According to the company-wide email seen by CBS MoneyWatch, which was labeled “difficult times ahead,” Musk also said he wants to prepare employees for challenges amid a “dire” economic outlook, which he warned will particularly affect an advertising-dependent business like Twitter.
“The road ahead is arduous and will require intense work to succeed,” Musk wrote. “We are also changing Twitter policy such that remote work is no longer allowed, unless you have a specific exception.”
He added, “Starting from Thursday, everyone is required to be in the office for a minimum of 40 hours per week.”
Musk’s new workplace regulations go against a change made by Twitter’s management early in the epidemic to permit employees to work from anywhere. This change was imitated by many other businesses as they sought to make life easier for their staff members under the health catastrophe.
Experts warn that the new regulation runs the danger of alienating Twitter employees, especially after the company has had a flexible workplace policy for more than two years.
“Business owners across the country are hanging on for dear life hoping their employees will want to come back into the office,” Kathleen Quinn Votaw, a talent recruitment and retention expert, said in an email. “Nope. That’s not going to happen.
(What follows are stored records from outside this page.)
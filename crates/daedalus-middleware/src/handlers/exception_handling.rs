//! Exception handling handler.
//!
//! Exception handlers only matter when something throws, which never
//! happens in a simulation. The handler therefore only records itself;
//! its weight is in validation and in the generated code.

use crate::context::SimulationContext;
use crate::handler::{CodeTarget, HandlerOutcome, MiddlewareHandler, ValidationScope};
use crate::trace::{SimulationTrace, StepDecision};
use crate::validation::ValidationIssue;
use daedalus_core::condition::csharp_string;
use daedalus_core::{MiddlewareConfig, MiddlewareKind};

const DEFAULT_ERROR_PATH: &str = "/error";

/// Exception handling handler.
#[derive(Debug, Clone, Copy, Default)]
pub struct ExceptionHandlingHandler;

impl MiddlewareHandler for ExceptionHandlingHandler {
    fn kind(&self) -> MiddlewareKind {
        MiddlewareKind::ExceptionHandling
    }

    fn default_config(&self) -> MiddlewareConfig {
        MiddlewareConfig::new()
            .with("errorPath", DEFAULT_ERROR_PATH)
            .with("useDeveloperExceptionPage", false)
    }

    fn simulate(
        &self,
        config: &MiddlewareConfig,
        _ctx: &mut SimulationContext,
        trace: &mut SimulationTrace,
    ) -> HandlerOutcome {
        let message = if config.bool_or("useDeveloperExceptionPage", false) {
            "Developer exception page registered".to_string()
        } else {
            format!(
                "Exception handler registered at {}",
                config.str_or("errorPath", DEFAULT_ERROR_PATH)
            )
        };
        trace.record(message, StepDecision::Continue);
        HandlerOutcome::proceed()
    }

    /// Only HTTPS (or another exception handler) may run before it.
    fn validate(
        &self,
        _config: &MiddlewareConfig,
        scope: &ValidationScope<'_>,
        node_id: &str,
    ) -> Vec<ValidationIssue> {
        let ahead = scope
            .preceding(node_id)
            .iter()
            .filter(|node| {
                !matches!(
                    node.kind,
                    MiddlewareKind::Https | MiddlewareKind::ExceptionHandling
                )
            })
            .count();
        if ahead == 0 {
            return Vec::new();
        }
        vec![ValidationIssue::warning(
            node_id,
            format!(
                "ExceptionHandling should be registered first; {ahead} earlier middleware will not have exceptions handled"
            ),
        )]
    }

    fn generate_code(&self, config: &MiddlewareConfig, target: &CodeTarget) -> String {
        if config.bool_or("useDeveloperExceptionPage", false) {
            return target.call("UseDeveloperExceptionPage()");
        }
        let path = csharp_string(config.str_or("errorPath", DEFAULT_ERROR_PATH));
        target.call(format!("UseExceptionHandler({path})"))
    }
}

#[cfg(test)]
mod tests {
    use super::*;
    use crate::handlers::test_support::run;
    use daedalus_core::{MiddlewareNode, Pipeline, SimulationRequest};

    fn scope_of(nodes: Vec<MiddlewareNode>) -> Pipeline {
        let mut pipeline = Pipeline::new("p", "P");
        pipeline.middlewares = nodes;
        pipeline
    }

    #[test]
    fn test_simulation_is_a_noop() {
        let config = ExceptionHandlingHandler.default_config();
        let (outcome, trace, ctx) = run(&ExceptionHandlingHandler, &config, &SimulationRequest::get("/"));
        assert!(!outcome.terminated);
        assert_eq!(trace.len(), 1);
        assert!(ctx.response().headers.is_empty());
    }

    #[test]
    fn test_https_may_precede() {
        let pipeline = scope_of(vec![
            MiddlewareNode::new("https", MiddlewareKind::Https, 0),
            MiddlewareNode::new("ex", MiddlewareKind::ExceptionHandling, 1),
        ]);
        let scope = ValidationScope::top_level(&pipeline);
        assert!(ExceptionHandlingHandler
            .validate(&MiddlewareConfig::new(), &scope, "ex")
            .is_empty());
    }

    #[test]
    fn test_warns_when_not_first() {
        let pipeline = scope_of(vec![
            MiddlewareNode::new("routing", MiddlewareKind::Routing, 0),
            MiddlewareNode::new("ex", MiddlewareKind::ExceptionHandling, 1),
        ]);
        let scope = ValidationScope::top_level(&pipeline);
        let issues = ExceptionHandlingHandler.validate(&MiddlewareConfig::new(), &scope, "ex");
        assert_eq!(issues.len(), 1);
        assert!(issues[0].message.contains("Exception"));
    }

    #[test]
    fn test_generate_code() {
        let target = CodeTarget::top_level("app");
        let config = ExceptionHandlingHandler.default_config();
        assert_eq!(
            ExceptionHandlingHandler.generate_code(&config, &target),
            "app.UseExceptionHandler(\"/error\");"
        );
        let dev = config.with("useDeveloperExceptionPage", true);
        assert_eq!(
            ExceptionHandlingHandler.generate_code(&dev, &target),
            "app.UseDeveloperExceptionPage();"
        );
    }
}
We’re never going back to the way we were.”
Musk’s ownership of Twitter has had a bumpy start, marked by an advertiser backlash over worries about the social media service’s content supervision under his direction and his choice to remove 3,700 employees, or approximately half of its workforce.
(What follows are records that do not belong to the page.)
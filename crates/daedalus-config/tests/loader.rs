//! File-based loader tests.

use daedalus_config::{ConfigError, ConfigLoader, DaedalusConfig};
use daedalus_telemetry::LogFormat;
use std::io::Write;
use tempfile::NamedTempFile;

fn config_file(suffix: &str, content: &str) -> NamedTempFile {
    let mut file = tempfile::Builder::new()
        .suffix(suffix)
        .tempfile()
        .unwrap();
    file.write_all(content.as_bytes()).unwrap();
    file.flush().unwrap();
    file
}

#[test]
fn loads_toml_file() {
    let file = config_file(
        ".toml",
        r#"
            [simulation]
            default_repeat_count = 5
            max_repeat_count = 10

            [codegen]
            indent_width = 2
            builder_variable = "webBuilder"

            [logging]
            format = "json"
            level = "info"
        "#,
    );

    let config = ConfigLoader::new()
        .with_defaults()
        .with_file(file.path())
        .unwrap()
        .load()
        .unwrap();

    assert_eq!(config.simulation.default_repeat_count, 5);
    assert_eq!(config.simulation.max_repeat_count, 10);
    assert_eq!(config.simulation.max_branch_depth, 64);
    assert_eq!(config.codegen.indent_width, 2);
    assert_eq!(config.codegen.app_variable, "app");
    assert_eq!(config.codegen.builder_variable, "webBuilder");
    assert_eq!(config.logging.format, LogFormat::Json);
}

#[test]
fn loads_json_file() {
    let file = config_file(".json", r#"{"validation": {"warnings_as_errors": true}}"#);

    let config = ConfigLoader::new()
        .with_file(file.path())
        .unwrap()
        .load()
        .unwrap();

    assert!(config.validation.warnings_as_errors);
    assert_eq!(config.simulation, DaedalusConfig::default().simulation);
}

#[test]
fn optional_file_is_loaded_when_present() {
    let file = config_file(".toml", "[simulation]\nmax_branch_depth = 4\n");

    let config = ConfigLoader::new()
        .with_optional_file(file.path())
        .unwrap()
        .load()
        .unwrap();

    assert_eq!(config.simulation.max_branch_depth, 4);
}

#[test]
fn rejects_unknown_extension() {
    let file = config_file(".yaml", "simulation: {}");

    let result = ConfigLoader::new().with_file(file.path());
    assert!(matches!(result, Err(ConfigError::ValidationError(_))));
}

#[test]
fn rejects_unknown_fields() {
    let file = config_file(".toml", "[simulation]\nmax_depth = 4\n");

    let result = ConfigLoader::new().with_file(file.path());
    assert!(matches!(result, Err(ConfigError::TomlError(_))));
}

#[test]
fn rejects_malformed_json() {
    let file = config_file(".json", "{\"codegen\": ");

    let result = ConfigLoader::new().with_file(file.path());
    assert!(matches!(result, Err(ConfigError::JsonError(_))));
}

#[test]
fn file_values_are_validated_on_load() {
    let file = config_file(".toml", "[codegen]\napp_variable = \"my-app\"\n");

    let result = ConfigLoader::new().with_file(file.path()).unwrap().load();
    let err = result.unwrap_err();
    assert!(err.to_string().contains("codegen.app_variable"));
}

#[test]
fn file_replaces_preset() {
    let file = config_file(".toml", "[simulation]\nmax_repeat_count = 3\n");

    let config = ConfigLoader::new()
        .with_development()
        .with_file(file.path())
        .unwrap()
        .load()
        .unwrap();

    assert_eq!(config.simulation.max_repeat_count, 3);
    assert_eq!(config.logging, DaedalusConfig::default().logging);
}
In the meantime, Musk’s net worth has fallen by $100 billion this year as Tesla’s stock price declines in the midst of the Twitter upheaval. He’s also had trouble figuring out how to implement a scheme to charge $8 a month for Twitter’s blue checkmarks, which some Twitter users have mocked.
Elon Musk cautioned that the business needed to develop subscription revenue in light of the slowing advertising market in his email on Wednesday.